* AIM OF THE EXERCISE: The entries below are to be reproduced in full, exactly as written.

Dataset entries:

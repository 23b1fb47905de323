//! Durable store contract, SQLite bootstrap and schema migrations.
//!
//! # Responsibility
//! - Define the narrow store contract repositories persist through.
//! - Open and configure SQLite connections and apply migrations.
//! - Implement the store contract on top of SQLite.
//!
//! # Invariants
//! - Migration version is tracked via `PRAGMA user_version`.
//! - Core code must not read/write application data before migrations succeed.
//! - A transaction closure returning `Err` leaves the store unchanged.

use std::error::Error;
use std::fmt::{Display, Formatter};

pub mod driver;
pub mod migrations;
mod open;
pub mod sqlite_driver;

pub use driver::{DatabaseContext, DatabaseDriver, DatabaseModel};
pub use open::{open_db, open_db_in_memory};
pub use sqlite_driver::{SqliteDriver, SqliteModel};

pub type DbResult<T> = Result<T, DbError>;

#[derive(Debug)]
pub enum DbError {
    Sqlite(rusqlite::Error),
    UnsupportedSchemaVersion {
        db_version: u32,
        latest_supported: u32,
    },
    /// Persisted data cannot be converted to a valid model.
    InvalidData(String),
    /// The store refused the unit of work without an engine error.
    Rejected(String),
}

impl Display for DbError {
    fn fmt(&self, f: &mut Formatter<'_>) -> std::fmt::Result {
        match self {
            Self::Sqlite(err) => write!(f, "{err}"),
            Self::UnsupportedSchemaVersion {
                db_version,
                latest_supported,
            } => write!(
                f,
                "database schema version {db_version} is newer than supported {latest_supported}"
            ),
            Self::InvalidData(message) => write!(f, "invalid persisted data: {message}"),
            Self::Rejected(message) => write!(f, "transaction rejected: {message}"),
        }
    }
}

impl Error for DbError {
    fn source(&self) -> Option<&(dyn Error + 'static)> {
        match self {
            Self::Sqlite(err) => Some(err),
            Self::UnsupportedSchemaVersion { .. } => None,
            Self::InvalidData(_) => None,
            Self::Rejected(_) => None,
        }
    }
}

impl From<rusqlite::Error> for DbError {
    fn from(value: rusqlite::Error) -> Self {
        Self::Sqlite(value)
    }
}
//! SQLite migration registry and executor.
//!
//! # Responsibility
//! - Register schema migrations in strictly increasing order.
//! - Apply pending migrations atomically.
//!
//! # Invariants
//! - `version` values must remain monotonic.
//! - Applied migration version is mirrored to `PRAGMA user_version`.

use crate::db::{DbError, DbResult};
use log::info;
use rusqlite::Connection;

#[derive(Debug, Clone, Copy)]
struct Migration {
    version: u32,
    sql: &'static str,
}

const MIGRATIONS: &[Migration] = &[Migration {
    version: 1,
    sql: include_str!("0001_push_credentials.sql"),
}];

/// Returns the latest migration version known by this binary.
pub fn latest_version() -> u32 {
    MIGRATIONS.last().map_or(0, |migration| migration.version)
}

/// Applies all pending migrations on the provided connection.
///
/// # Errors
/// - `UnsupportedSchemaVersion` when the database was written by a newer binary.
pub fn apply_migrations(conn: &mut Connection) -> DbResult<()> {
    let current_version = current_user_version(conn)?;
    let latest = latest_version();

    if current_version > latest {
        return Err(DbError::UnsupportedSchemaVersion {
            db_version: current_version,
            latest_supported: latest,
        });
    }

    if current_version == latest {
        return Ok(());
    }

    let tx = conn.transaction()?;
    for migration in MIGRATIONS
        .iter()
        .filter(|migration| migration.version > current_version)
    {
        tx.execute_batch(migration.sql)?;
        tx.execute_batch(&format!("PRAGMA user_version = {};", migration.version))?;
    }
    tx.commit()?;

    info!(
        "event=db_migrate module=db status=ok from_version={} to_version={}",
        current_version, latest
    );
    Ok(())
}

fn current_user_version(conn: &Connection) -> DbResult<u32> {
    let version = conn.query_row("PRAGMA user_version;", [], |row| row.get::<_, u32>(0))?;
    Ok(version)
}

* WRITTEN REPLY:
repository 23b1fb47905de323
//! Durable store contract, SQLite bootstrap and schema migrations.
//!
//! # Responsibility
//! - Define the narrow store contract repositories persist through.
//! - Open and configure SQLite connections and apply migrations.
//! - Implement the store contract on top of SQLite.
//!
//! # Invariants
//! - Migration version is tracked via `PRAGMA user_version`.
//! - Core code must not read/write application data before migrations succeed.
//! - A transaction closure returning `Err` leaves the store unchanged.

use std::error::Error;
use std::fmt::{Display, Formatter};

pub mod driver;
pub mod migrations;
mod open;
pub mod sqlite_driver;

pub use driver::{DatabaseContext, DatabaseDriver, DatabaseModel};
pub use open::{open_db, open_db_in_memory};
pub use sqlite_driver::{SqliteDriver, SqliteModel};

pub type DbResult<T> = Result<T, DbError>;

#[derive(Debug)]
pub enum DbError {
    Sqlite(rusqlite::Error),
    UnsupportedSchemaVersion {
        db_version: u32,
        latest_supported: u32,
    },
    /// Persisted data cannot be converted to a valid model.
    InvalidData(String),
    /// The store refused the unit of work without an engine error.
    Rejected(String),
}

impl Display for DbError {
    fn fmt(&self, f: &mut Formatter<'_>) -> std::fmt::Result {
        match self {
            Self::Sqlite(err) => write!(f, "{err}"),
            Self::UnsupportedSchemaVersion {
                db_version,
                latest_supported,
            } => write!(
                f,
                "database schema version {db_version} is newer than supported {latest_supported}"
            ),
            Self::InvalidData(message) => write!(f, "invalid persisted data: {message}"),
            Self::Rejected(message) => write!(f, "transaction rejected: {message}"),
        }
    }
}

impl Error for DbError {
    fn source(&self) -> Option<&(dyn Error + 'static)> {
        match self {
            Self::Sqlite(err) => Some(err),
            Self::UnsupportedSchemaVersion { .. } => None,
            Self::InvalidData(_) => None,
            Self::Rejected(_) => None,
        }
    }
}

impl From<rusqlite::Error> for DbError {
    fn from(value: rusqlite::Error) -> Self {
        Self::Sqlite(value)
    }
}
//! SQLite migration registry and executor.
//!
//! # Responsibility
//! - Register schema migrations in strictly increasing order.
//! - Apply pending migrations atomically.
//!
//! # Invariants
//! - `version` values must remain monotonic.
//! - Applied migration version is mirrored to `PRAGMA user_version`.

use crate::db::{DbError, DbResult};
use log::info;
use rusqlite::Connection;

#[derive(Debug, Clone, Copy)]
struct Migration {
    version: u32,
    sql: &'static str,
}

const MIGRATIONS: &[Migration] = &[Migration {
    version: 1,
    sql: include_str!("0001_push_credentials.sql"),
}];

/// Returns the latest migration version known by this binary.
pub fn latest_version() -> u32 {
    MIGRATIONS.last().map_or(0, |migration| migration.version)
}

/// Applies all pending migrations on the provided connection.
///
/// # Errors
/// - `UnsupportedSchemaVersion` when the database was written by a newer binary.
pub fn apply_migrations(conn: &mut Connection) -> DbResult<()> {
    let current_version = current_user_version(conn)?;
    let latest = latest_version();

    if current_version > latest {
        return Err(DbError::UnsupportedSchemaVersion {
            db_version: current_version,
            latest_supported: latest,
        });
    }

    if current_version == latest {
        return Ok(());
    }

    let tx = conn.transaction()?;
    for migration in MIGRATIONS
        .iter()
        .filter(|migration| migration.version > current_version)
    {
        tx.execute_batch(migration.sql)?;
        tx.execute_batch(&format!("PRAGMA user_version = {};", migration.version))?;
    }
    tx.commit()?;

    info!(
        "event=db_migrate module=db status=ok from_version={} to_version={}",
        current_version, latest
    );
    Ok(())
}

fn current_user_version(conn: &Connection) -> DbResult<u32> {
    let version = conn.query_row("PRAGMA user_version;", [], |row| row.get::<_, u32>(0))?;
    Ok(version)
}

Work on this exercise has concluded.